▸ The task
Go through the data and copy each line where the word "crate" shows up.

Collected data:
★ ★ ★ ★ ★ ★ ★
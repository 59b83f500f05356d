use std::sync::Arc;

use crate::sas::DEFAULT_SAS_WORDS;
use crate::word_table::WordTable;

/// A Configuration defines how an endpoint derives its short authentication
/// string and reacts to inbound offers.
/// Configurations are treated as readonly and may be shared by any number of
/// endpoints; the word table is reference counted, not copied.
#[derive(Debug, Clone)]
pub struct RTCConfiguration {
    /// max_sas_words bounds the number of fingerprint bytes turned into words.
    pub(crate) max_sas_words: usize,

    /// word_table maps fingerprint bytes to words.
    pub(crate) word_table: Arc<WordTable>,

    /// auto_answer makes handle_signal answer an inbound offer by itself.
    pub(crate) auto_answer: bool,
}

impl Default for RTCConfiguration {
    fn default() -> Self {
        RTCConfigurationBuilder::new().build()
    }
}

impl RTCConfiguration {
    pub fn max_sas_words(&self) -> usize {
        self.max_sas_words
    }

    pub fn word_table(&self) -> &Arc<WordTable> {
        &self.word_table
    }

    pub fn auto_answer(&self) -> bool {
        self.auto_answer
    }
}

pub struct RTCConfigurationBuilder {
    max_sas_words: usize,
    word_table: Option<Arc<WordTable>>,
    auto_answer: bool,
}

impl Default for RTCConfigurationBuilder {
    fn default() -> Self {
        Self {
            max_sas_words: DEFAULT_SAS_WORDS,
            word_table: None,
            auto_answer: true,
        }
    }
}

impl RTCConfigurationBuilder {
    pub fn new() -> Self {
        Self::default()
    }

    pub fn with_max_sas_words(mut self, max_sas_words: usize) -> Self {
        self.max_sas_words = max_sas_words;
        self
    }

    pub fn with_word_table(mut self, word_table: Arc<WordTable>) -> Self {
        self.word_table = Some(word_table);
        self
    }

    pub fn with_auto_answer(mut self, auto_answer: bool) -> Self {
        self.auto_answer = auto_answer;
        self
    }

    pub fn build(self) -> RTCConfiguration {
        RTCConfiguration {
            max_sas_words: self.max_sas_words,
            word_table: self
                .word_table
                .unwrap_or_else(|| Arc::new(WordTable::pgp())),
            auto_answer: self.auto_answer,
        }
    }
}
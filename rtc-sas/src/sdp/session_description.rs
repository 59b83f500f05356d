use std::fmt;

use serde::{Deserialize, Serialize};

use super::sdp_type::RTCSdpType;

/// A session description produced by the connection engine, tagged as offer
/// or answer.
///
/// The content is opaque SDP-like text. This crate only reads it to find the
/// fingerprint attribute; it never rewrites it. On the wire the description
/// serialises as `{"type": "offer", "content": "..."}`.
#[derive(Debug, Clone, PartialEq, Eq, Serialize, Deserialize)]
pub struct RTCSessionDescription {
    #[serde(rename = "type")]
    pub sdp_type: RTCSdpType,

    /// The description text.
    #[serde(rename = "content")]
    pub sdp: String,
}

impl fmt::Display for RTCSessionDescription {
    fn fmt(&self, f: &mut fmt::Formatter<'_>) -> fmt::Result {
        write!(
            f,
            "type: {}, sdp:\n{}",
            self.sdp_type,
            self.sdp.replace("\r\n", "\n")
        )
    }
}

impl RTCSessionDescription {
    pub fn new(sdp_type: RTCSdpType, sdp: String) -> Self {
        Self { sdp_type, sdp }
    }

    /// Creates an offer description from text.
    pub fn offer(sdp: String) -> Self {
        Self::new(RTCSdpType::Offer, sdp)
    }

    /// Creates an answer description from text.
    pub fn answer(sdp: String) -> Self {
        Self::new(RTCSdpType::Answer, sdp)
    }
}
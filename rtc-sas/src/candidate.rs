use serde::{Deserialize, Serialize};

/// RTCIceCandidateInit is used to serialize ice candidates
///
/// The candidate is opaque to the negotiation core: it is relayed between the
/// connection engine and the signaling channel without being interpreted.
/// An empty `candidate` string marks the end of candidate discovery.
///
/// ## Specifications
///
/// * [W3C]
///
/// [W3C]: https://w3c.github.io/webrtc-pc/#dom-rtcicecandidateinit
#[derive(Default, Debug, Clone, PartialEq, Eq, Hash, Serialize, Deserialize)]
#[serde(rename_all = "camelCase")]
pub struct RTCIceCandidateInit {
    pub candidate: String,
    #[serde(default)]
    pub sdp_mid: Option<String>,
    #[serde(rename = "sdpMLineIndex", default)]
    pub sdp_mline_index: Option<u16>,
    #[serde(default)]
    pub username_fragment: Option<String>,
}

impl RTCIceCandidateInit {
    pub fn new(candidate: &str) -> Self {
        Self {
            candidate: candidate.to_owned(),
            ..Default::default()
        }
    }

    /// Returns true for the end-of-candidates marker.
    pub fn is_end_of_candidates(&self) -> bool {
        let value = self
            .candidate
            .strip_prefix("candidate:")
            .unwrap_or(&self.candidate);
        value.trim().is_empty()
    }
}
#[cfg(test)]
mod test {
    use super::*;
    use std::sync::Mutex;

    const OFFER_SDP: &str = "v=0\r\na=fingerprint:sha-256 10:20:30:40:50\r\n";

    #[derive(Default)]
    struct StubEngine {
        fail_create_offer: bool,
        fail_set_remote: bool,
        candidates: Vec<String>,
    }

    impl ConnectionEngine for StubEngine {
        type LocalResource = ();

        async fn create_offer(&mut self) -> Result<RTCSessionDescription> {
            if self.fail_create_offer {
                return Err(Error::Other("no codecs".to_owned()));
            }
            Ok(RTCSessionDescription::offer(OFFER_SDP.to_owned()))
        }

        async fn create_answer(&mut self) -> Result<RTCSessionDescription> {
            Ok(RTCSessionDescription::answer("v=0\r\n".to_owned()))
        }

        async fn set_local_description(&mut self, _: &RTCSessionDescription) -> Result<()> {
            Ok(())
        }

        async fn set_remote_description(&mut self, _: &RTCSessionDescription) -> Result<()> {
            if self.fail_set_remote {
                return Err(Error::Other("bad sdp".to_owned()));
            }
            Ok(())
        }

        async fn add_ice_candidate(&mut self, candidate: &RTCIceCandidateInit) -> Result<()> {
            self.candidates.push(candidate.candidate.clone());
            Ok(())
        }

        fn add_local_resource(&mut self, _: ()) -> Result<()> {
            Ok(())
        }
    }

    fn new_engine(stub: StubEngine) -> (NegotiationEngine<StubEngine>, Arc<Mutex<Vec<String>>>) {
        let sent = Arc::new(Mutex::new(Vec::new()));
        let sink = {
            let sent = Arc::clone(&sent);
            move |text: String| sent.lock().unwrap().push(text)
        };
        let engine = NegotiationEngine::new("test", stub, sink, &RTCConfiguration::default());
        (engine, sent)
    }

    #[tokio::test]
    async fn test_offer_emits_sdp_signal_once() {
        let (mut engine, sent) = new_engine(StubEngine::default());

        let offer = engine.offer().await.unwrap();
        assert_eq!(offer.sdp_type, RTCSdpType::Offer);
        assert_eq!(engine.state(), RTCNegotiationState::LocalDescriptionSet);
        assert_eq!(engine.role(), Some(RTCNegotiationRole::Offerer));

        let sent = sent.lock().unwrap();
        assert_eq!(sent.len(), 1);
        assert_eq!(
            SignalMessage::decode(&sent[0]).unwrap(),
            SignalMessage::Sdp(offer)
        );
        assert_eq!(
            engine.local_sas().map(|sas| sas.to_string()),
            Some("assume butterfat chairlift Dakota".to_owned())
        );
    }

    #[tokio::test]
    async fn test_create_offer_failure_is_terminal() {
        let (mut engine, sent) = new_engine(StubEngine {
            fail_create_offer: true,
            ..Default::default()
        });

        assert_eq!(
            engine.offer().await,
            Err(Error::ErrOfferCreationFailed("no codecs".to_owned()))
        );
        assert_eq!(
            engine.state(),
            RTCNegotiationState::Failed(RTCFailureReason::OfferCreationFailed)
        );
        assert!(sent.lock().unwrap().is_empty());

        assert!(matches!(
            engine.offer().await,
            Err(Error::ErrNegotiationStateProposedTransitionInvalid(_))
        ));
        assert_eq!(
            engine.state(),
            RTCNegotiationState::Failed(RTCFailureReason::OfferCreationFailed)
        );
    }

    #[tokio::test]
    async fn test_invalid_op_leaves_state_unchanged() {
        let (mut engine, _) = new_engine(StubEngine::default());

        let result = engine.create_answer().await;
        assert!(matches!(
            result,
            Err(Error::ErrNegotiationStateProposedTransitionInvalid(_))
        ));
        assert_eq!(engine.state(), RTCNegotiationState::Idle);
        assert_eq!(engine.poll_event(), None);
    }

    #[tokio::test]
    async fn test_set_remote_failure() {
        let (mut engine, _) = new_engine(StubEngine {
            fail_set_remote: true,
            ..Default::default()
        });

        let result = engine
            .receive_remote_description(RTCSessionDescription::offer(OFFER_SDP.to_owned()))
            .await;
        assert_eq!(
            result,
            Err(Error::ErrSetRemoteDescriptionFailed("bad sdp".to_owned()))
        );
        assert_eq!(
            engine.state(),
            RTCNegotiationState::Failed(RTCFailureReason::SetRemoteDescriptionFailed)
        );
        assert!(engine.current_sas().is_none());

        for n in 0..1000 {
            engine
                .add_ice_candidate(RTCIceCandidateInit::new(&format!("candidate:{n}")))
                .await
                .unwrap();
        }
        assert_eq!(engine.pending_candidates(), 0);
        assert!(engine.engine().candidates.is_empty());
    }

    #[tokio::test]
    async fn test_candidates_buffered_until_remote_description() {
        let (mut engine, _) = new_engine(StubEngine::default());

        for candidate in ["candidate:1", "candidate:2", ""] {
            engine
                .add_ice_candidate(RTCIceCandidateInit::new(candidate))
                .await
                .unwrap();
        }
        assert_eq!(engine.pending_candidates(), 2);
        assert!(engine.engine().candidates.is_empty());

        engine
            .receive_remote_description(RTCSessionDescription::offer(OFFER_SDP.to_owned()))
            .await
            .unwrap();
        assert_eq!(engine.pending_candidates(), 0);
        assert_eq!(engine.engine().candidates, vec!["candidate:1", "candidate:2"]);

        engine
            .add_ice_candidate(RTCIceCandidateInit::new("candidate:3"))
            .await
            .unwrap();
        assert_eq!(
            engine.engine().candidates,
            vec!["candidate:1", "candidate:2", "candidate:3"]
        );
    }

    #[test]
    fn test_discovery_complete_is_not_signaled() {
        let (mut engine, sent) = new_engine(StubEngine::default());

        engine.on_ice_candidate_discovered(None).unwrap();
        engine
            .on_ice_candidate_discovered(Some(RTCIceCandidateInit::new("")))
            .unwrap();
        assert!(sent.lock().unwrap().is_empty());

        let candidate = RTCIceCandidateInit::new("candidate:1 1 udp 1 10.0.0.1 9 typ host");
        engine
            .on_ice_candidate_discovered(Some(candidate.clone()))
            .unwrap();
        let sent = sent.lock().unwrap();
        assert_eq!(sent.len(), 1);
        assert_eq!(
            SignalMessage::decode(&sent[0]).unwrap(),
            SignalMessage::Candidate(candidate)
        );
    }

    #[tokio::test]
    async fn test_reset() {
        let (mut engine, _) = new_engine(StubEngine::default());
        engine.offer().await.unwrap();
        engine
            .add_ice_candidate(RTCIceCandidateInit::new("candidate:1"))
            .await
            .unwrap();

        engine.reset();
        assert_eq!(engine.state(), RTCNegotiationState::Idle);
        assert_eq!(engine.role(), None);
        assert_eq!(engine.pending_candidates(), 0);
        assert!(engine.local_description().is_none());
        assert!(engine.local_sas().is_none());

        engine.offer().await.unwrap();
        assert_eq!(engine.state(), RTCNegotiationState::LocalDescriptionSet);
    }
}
★ ★ ★ ★ ★ ★ ★
▸ Answer for the task
use crate::sas::DEFAULT_SAS_WORDS;
use crate::word_table::WordTable;
    pub(crate) max_sas_words: usize,
    pub(crate) word_table: Arc<WordTable>,
    pub(crate) auto_answer: bool,
/// The content is opaque SDP-like text. This crate only reads it to find the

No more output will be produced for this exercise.